A cobra-rei foi reclassificada em 4 espécies:
- Cobra-rei-do-norte (ophiophagus hannah): A primeira espécie recém-descoberta preserva seu antigo nome, Ophiophagus hannah. Esta espécie varia do Paquistão ao norte da Índia, ao leste do Himalaia e ao sudeste da Ásia. O estudo identificou um espécime neótipo de Kolkata, Índia, para ajudar a definir a classificação taxonômica da espécie. Esta cobra-real do norte pode ser encontrada no Nepal, Butão e Mianmar, ao longo da costa da China, incluindo Hong Kong.
- Sunda King Cobra (Ophiophagus bungarus): A segunda espécie, a Sunda king cobra, vive ao sul do Istmo de Kra na Tailândia, Malásia e partes da Indonésia, incluindo Sumatra, Bornéu e Java. Bungarus pode se referir a características morfológicas ou comportamentais compartilhadas com kraits, outro gênero de cobra venenosa. Esta espécie habita principalmente florestas tropicais.
- Cobra-rei dos Gates Ocidentais (Ophiophagus kaalinga): A terceira espécie, a ocidental Ghats King Cobra (Ophiophagus kaalinga), é encontrada apenas nos Ghats Ocidentais, no sudoeste da Índia. Ophiophagus kaalinga é encontrado em Tamil Nadu, Kerala e Karnataka. “Kaalinga” deriva da língua Kannada e alude à cor escura da cobra. Esta espécie prefere florestas tropicais de altitude média e tem uma distribuição muito restrita, o que a torna sensível à perda de habitat.
- Cobra-rei de Luzon (Salvação de Ophiophagus):A quarta espécie, a A cobra-rei de Luzon (Ophiophagus salvation) recebeu esse nome em homenagem à ilha filipina de Luzon. O nome “salvação” é derivado da palavra tagalo para cobra-rei. Esta espécie é restrita à Ilha Luzon, e suas relações exatas com cobras-rei em outras ilhas filipinas ainda estão sendo investigadas.
Leia também: O que os patos podem comer?
Implicações para a conservação e gestão de picadas de cobra
A categorização das cobras-rei em quatro espécies distintas tem importantes implicações para a conservação. Como algumas dessas espécies vivem em áreas de alta biodiversidade, como os Gates Ocidentais e Luzon, seu estado de conservação precisa ser avaliado com urgência. A perda de habitat, a invasão humana e a caça ilegal para obtenção de pele, alimento e medicamentos representam sérios desafios à sua sobrevivência. As cobras-rei dos Gates Ocidentais e de Luzon, cujas populações já estão diminuindo, são particularmente importantes de proteger.

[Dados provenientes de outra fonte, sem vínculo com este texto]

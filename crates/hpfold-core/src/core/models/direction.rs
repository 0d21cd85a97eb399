use super::vector::Vec3;
use serde::{Deserialize, Serialize};
use std::fmt;
use std::str::FromStr;
use thiserror::Error;

#[derive(Debug, Error, Clone, PartialEq, Eq)]
pub enum DirectionError {
    #[error("Invalid direction value: {0} (expected one of ±1, ±2, ±3)")]
    InvalidValue(i64),
    #[error("Could not parse direction from '{0}'")]
    Unparsable(String),
    #[error("Invalid dimensionality: {0} (expected 2 or 3)")]
    InvalidDimensionality(String),
}

/// A unit lattice step, encoded by the signed axis number it moves along.
#[derive(Debug, Clone, Copy, PartialEq, Eq, Hash, PartialOrd, Ord, Serialize, Deserialize)]
#[serde(try_from = "i8", into = "i8")]
#[repr(i8)]
pub enum Direction {
    Backward = -3,
    Down = -2,
    Left = -1,
    Right = 1,
    Up = 2,
    Forward = 3,
}

impl Direction {
    pub const ALL: [Direction; 6] = [
        Direction::Backward,
        Direction::Down,
        Direction::Left,
        Direction::Right,
        Direction::Up,
        Direction::Forward,
    ];

    pub fn value(self) -> i8 {
        self as i8
    }

    pub fn reverse(self) -> Self {
        match self {
            Direction::Backward => Direction::Forward,
            Direction::Down => Direction::Up,
            Direction::Left => Direction::Right,
            Direction::Right => Direction::Left,
            Direction::Up => Direction::Down,
            Direction::Forward => Direction::Backward,
        }
    }

    pub fn delta(self) -> Vec3 {
        match self {
            Direction::Backward => Vec3::new(0, 0, -1),
            Direction::Down => Vec3::new(0, -1, 0),
            Direction::Left => Vec3::new(-1, 0, 0),
            Direction::Right => Vec3::new(1, 0, 0),
            Direction::Up => Vec3::new(0, 1, 0),
            Direction::Forward => Vec3::new(0, 0, 1),
        }
    }

    /// Zero-based axis index: 0 for x, 1 for y, 2 for z.
    pub fn axis(self) -> usize {
        (self.value().unsigned_abs() - 1) as usize
    }
}

impl TryFrom<i8> for Direction {
    type Error = DirectionError;

    fn try_from(value: i8) -> Result<Self, Self::Error> {
        match value {
            -3 => Ok(Direction::Backward),
            -2 => Ok(Direction::Down),
            -1 => Ok(Direction::Left),
            1 => Ok(Direction::Right),
            2 => Ok(Direction::Up),
            3 => Ok(Direction::Forward),
            other => Err(DirectionError::InvalidValue(other as i64)),
        }
    }
}

impl From<Direction> for i8 {
    fn from(direction: Direction) -> Self {
        direction.value()
    }
}

impl FromStr for Direction {
    type Err = DirectionError;

    fn from_str(s: &str) -> Result<Self, Self::Err> {
        let trimmed = s.trim();
        let value: i64 = trimmed
            .parse()
            .map_err(|_| DirectionError::Unparsable(trimmed.to_string()))?;
        i8::try_from(value)
            .map_err(|_| DirectionError::InvalidValue(value))
            .and_then(Direction::try_from)
    }
}

impl fmt::Display for Direction {
    fn fmt(&self, f: &mut fmt::Formatter<'_>) -> fmt::Result {
        write!(f, "{}", self.value())
    }
}

/// Parses an order written as integers separated by commas and/or whitespace.
pub fn parse_order(s: &str) -> Result<Vec<Direction>, DirectionError> {
    s.split(|c: char| c == ',' || c.is_whitespace())
        .filter(|token| !token.is_empty())
        .map(str::parse)
        .collect()
}

/// Formats an order as comma-separated integers, the inverse of [`parse_order`].
pub fn format_order(order: &[Direction]) -> String {
    order
        .iter()
        .map(|d| d.to_string())
        .collect::<Vec<_>>()
        .join(",")
}

#[derive(Debug, Clone, Copy, PartialEq, Eq, Hash, Default, Serialize, Deserialize)]
#[serde(try_from = "u8", into = "u8")]
pub enum Dimensionality {
    #[default]
    Two,
    Three,
}

impl Dimensionality {
    const TWO_D: [Direction; 4] = [
        Direction::Down,
        Direction::Left,
        Direction::Right,
        Direction::Up,
    ];

    /// The direction set available on this lattice, in ascending value order.
    pub fn directions(self) -> &'static [Direction] {
        match self {
            Dimensionality::Two => &Self::TWO_D,
            Dimensionality::Three => &Direction::ALL,
        }
    }

    pub fn rank(self) -> u8 {
        match self {
            Dimensionality::Two => 2,
            Dimensionality::Three => 3,
        }
    }

    /// The smallest lattice an order fits on.
    pub fn of_order(order: &[Direction]) -> Self {
        if order.iter().any(|d| d.axis() == 2) {
            Dimensionality::Three
        } else {
            Dimensionality::Two
        }
    }
}

impl TryFrom<u8> for Dimensionality {
    type Error = DirectionError;

    fn try_from(value: u8) -> Result<Self, Self::Error> {
        match value {
            2 => Ok(Dimensionality::Two),
            3 => Ok(Dimensionality::Three),
            other => Err(DirectionError::InvalidDimensionality(other.to_string())),
        }
    }
}

impl From<Dimensionality> for u8 {
    fn from(dimensions: Dimensionality) -> Self {
        dimensions.rank()
    }
}

impl FromStr for Dimensionality {
    type Err = DirectionError;

    fn from_str(s: &str) -> Result<Self, Self::Err> {
        match s.trim().to_ascii_lowercase().as_str() {
            "2" | "2d" => Ok(Dimensionality::Two),
            "3" | "3d" => Ok(Dimensionality::Three),
            other => Err(DirectionError::InvalidDimensionality(other.to_string())),
        }
    }
}

impl fmt::Display for Dimensionality {
    fn fmt(&self, f: &mut fmt::Formatter<'_>) -> fmt::Result {
        write!(f, "{}D", self.rank())
    }
}

#[cfg(test)]
mod tests {
    use super::*;

    #[test]
    fn reverse_negates_value_and_delta() {
        for direction in Direction::ALL {
            assert_eq!(direction.reverse().value(), -direction.value());
            assert_eq!(direction.reverse().delta(), -direction.delta());
            assert_eq!(direction.reverse().reverse(), direction);
        }
    }

    #[test]
    fn deltas_are_unit_steps_on_the_matching_axis() {
        for direction in Direction::ALL {
            let delta = direction.delta();
            assert_eq!(delta.len_sq(), 1);
            let components = [delta.x, delta.y, delta.z];
            assert_ne!(components[direction.axis()], 0);
        }
        assert_eq!(Direction::Right.delta(), Vec3::new(1, 0, 0));
        assert_eq!(Direction::Up.delta(), Vec3::new(0, 1, 0));
        assert_eq!(Direction::Forward.delta(), Vec3::new(0, 0, 1));
    }

    #[test]
    fn integer_conversion_round_trips() {
        for direction in Direction::ALL {
            assert_eq!(Direction::try_from(direction.value()), Ok(direction));
        }
        assert_eq!(
            Direction::try_from(0),
            Err(DirectionError::InvalidValue(0))
        );
        assert_eq!(
            Direction::try_from(4),
            Err(DirectionError::InvalidValue(4))
        );
    }

    #[test]
    fn parse_order_accepts_commas_and_whitespace() {
        let order = parse_order("-1, 2 1,-3").unwrap();
        assert_eq!(
            order,
            vec![
                Direction::Left,
                Direction::Up,
                Direction::Right,
                Direction::Backward
            ]
        );
        assert_eq!(format_order(&order), "-1,2,1,-3");
    }

    #[test]
    fn parse_order_rejects_invalid_tokens() {
        assert!(matches!(
            parse_order("1,x"),
            Err(DirectionError::Unparsable(token)) if token == "x"
        ));
        assert_eq!(
            parse_order("1,200"),
            Err(DirectionError::InvalidValue(200))
        );
    }

    #[test]
    fn dimensionality_selects_direction_sets() {
        assert_eq!(Dimensionality::Two.directions().len(), 4);
        assert_eq!(Dimensionality::Three.directions().len(), 6);
        assert!(
            Dimensionality::Two
                .directions()
                .iter()
                .all(|d| d.axis() < 2)
        );
        assert_eq!(
            Dimensionality::of_order(&[Direction::Up, Direction::Left]),
            Dimensionality::Two
        );
        assert_eq!(
            Dimensionality::of_order(&[Direction::Up, Direction::Backward]),
            Dimensionality::Three
        );
        assert_eq!(Dimensionality::of_order(&[]), Dimensionality::Two);
    }

    #[test]
    fn dimensionality_parses_from_text() {
        assert_eq!("2".parse::<Dimensionality>(), Ok(Dimensionality::Two));
        assert_eq!("3D".parse::<Dimensionality>(), Ok(Dimensionality::Three));
        assert!("4".parse::<Dimensionality>().is_err());
        assert_eq!(Dimensionality::Three.to_string(), "3D");
    }
}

Além disso, essa reclassificação pode aprimorar o manejo de casos de picadas de cobra. As picadas de cobra-rei, embora incomuns, podem ser fatais devido à grande quantidade de veneno injetada durante um ataque. Identificar as espécies que causam envenenamento pode levar ao desenvolvimento de antivenenos e procedimentos de tratamento mais eficazes, salvando vidas . Este estudo é um passo importante para uma melhor compreensão e proteção de uma das espécies de cobra mais emblemáticas e esquivas do mundo.
Leia também: Suprema Corte dos EUA se recusa a suspender regulamentação de emissões de usinas de energia da EPA

Oi,
A fotografia exibida neste artigo não é de uma cobra-rei, mas de uma cobra-de-óculos.
Postagem interessante – Continue com o bom trabalho:)!